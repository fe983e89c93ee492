//! Column mapping: assignment of properties to fixed physical slots.
//!
//! A bounded alphabet of physical column slots is multiplexed across
//! many logical classes; a slot reused by different properties over time
//! stays unambiguous because each assignment records the occupant's data
//! type and named flags.

use super::{DataType, PropertyDef, PropertyId};
use rkyv::{Archive, Deserialize, Serialize};
use serde::{Deserialize as SerdeDeserialize, Serialize as SerdeSerialize};

/// Number of fixed column slots available per object record.
pub const COLUMN_SLOTS: usize = 10;

/// Named control flags of a slot occupant.
#[derive(
    Debug,
    Clone,
    Copy,
    PartialEq,
    Eq,
    Default,
    Archive,
    Serialize,
    Deserialize,
    SerdeSerialize,
    SerdeDeserialize,
)]
pub struct SlotFlags {
    /// Slot participates in a secondary index.
    pub indexed: bool,
    /// Slot values are unique across the class.
    pub unique: bool,
    /// Slot value changes are tracked.
    pub tracked: bool,
}

impl SlotFlags {
    /// Derive flags from a property definition.
    pub fn from_property(prop: &PropertyDef) -> Self {
        Self {
            indexed: prop.indexed,
            unique: prop.unique,
            tracked: prop.track_changes,
        }
    }
}

/// One slot-to-property assignment.
#[derive(
    Debug, Clone, PartialEq, Archive, Serialize, Deserialize, SerdeSerialize, SerdeDeserialize,
)]
pub struct SlotAssignment {
    /// Slot index, 0-based, below `COLUMN_SLOTS`.
    pub slot: u8,
    /// Occupant property.
    pub property: PropertyId,
    /// Logical data type stored in the slot for this class.
    pub data_type: DataType,
    /// Control flags of the occupant.
    pub flags: SlotFlags,
}

/// The slot assignment table of one class.
///
/// Properties absent from the table live in overflow attribute rows.
#[derive(
    Debug,
    Clone,
    PartialEq,
    Default,
    Archive,
    Serialize,
    Deserialize,
    SerdeSerialize,
    SerdeDeserialize,
)]
pub struct ColumnMapping {
    /// Assignments ordered by slot index.
    pub slots: Vec<SlotAssignment>,
}

impl ColumnMapping {
    /// An empty mapping (everything in overflow storage).
    pub fn empty() -> Self {
        Self::default()
    }

    /// Number of assigned slots.
    pub fn len(&self) -> usize {
        self.slots.len()
    }

    /// Whether no slots are assigned.
    pub fn is_empty(&self) -> bool {
        self.slots.is_empty()
    }

    /// The slot assigned to a property, if any.
    pub fn slot_for(&self, property: PropertyId) -> Option<u8> {
        self.slots
            .iter()
            .find(|a| a.property == property)
            .map(|a| a.slot)
    }

    /// The assignment occupying a slot, if any.
    pub fn occupant(&self, slot: u8) -> Option<&SlotAssignment> {
        self.slots.iter().find(|a| a.slot == slot)
    }

    /// Iterate over mapped property ids.
    pub fn mapped_properties(&self) -> impl Iterator<Item = PropertyId> + '_ {
        self.slots.iter().map(|a| a.property)
    }
}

------------------------------------------------------------------------

▸ Requirement
Beginning with the first line of the listing above, print each line exactly until you have printed the line that contains "self.slots.len()".

▸ Solution to this problem
repository fe983e89c93ee492
//! Column mapping: assignment of properties to fixed physical slots.
//!
//! A bounded alphabet of physical column slots is multiplexed across
//! many logical classes; a slot reused by different properties over time
//! stays unambiguous because each assignment records the occupant's data
//! type and named flags.

use super::{DataType, PropertyDef, PropertyId};
use rkyv::{Archive, Deserialize, Serialize};
use serde::{Deserialize as SerdeDeserialize, Serialize as SerdeSerialize};

/// Number of fixed column slots available per object record.
pub const COLUMN_SLOTS: usize = 10;

/// Named control flags of a slot occupant.
#[derive(
    Debug,
    Clone,
    Copy,
    PartialEq,
    Eq,
    Default,
    Archive,
    Serialize,
    Deserialize,
    SerdeSerialize,
    SerdeDeserialize,
)]
pub struct SlotFlags {
    /// Slot participates in a secondary index.
    pub indexed: bool,
    /// Slot values are unique across the class.
    pub unique: bool,
    /// Slot value changes are tracked.
    pub tracked: bool,
}

impl SlotFlags {
    /// Derive flags from a property definition.
    pub fn from_property(prop: &PropertyDef) -> Self {
        Self {
            indexed: prop.indexed,
            unique: prop.unique,
            tracked: prop.track_changes,
        }
    }
}

/// One slot-to-property assignment.
#[derive(
    Debug, Clone, PartialEq, Archive, Serialize, Deserialize, SerdeSerialize, SerdeDeserialize,
)]
pub struct SlotAssignment {
    /// Slot index, 0-based, below `COLUMN_SLOTS`.
    pub slot: u8,
    /// Occupant property.
    pub property: PropertyId,
    /// Logical data type stored in the slot for this class.
    pub data_type: DataType,
    /// Control flags of the occupant.
    pub flags: SlotFlags,
}

/// The slot assignment table of one class.
///
/// Properties absent from the table live in overflow attribute rows.
#[derive(
    Debug,
    Clone,
    PartialEq,
    Default,
    Archive,
    Serialize,
    Deserialize,
    SerdeSerialize,
    SerdeDeserialize,
)]
pub struct ColumnMapping {
    /// Assignments ordered by slot index.
    pub slots: Vec<SlotAssignment>,
}

impl ColumnMapping {
    /// An empty mapping (everything in overflow storage).
    pub fn empty() -> Self {
        Self::default()
    }

    /// Number of assigned slots.
    pub fn len(&self) -> usize {
        self.slots.len()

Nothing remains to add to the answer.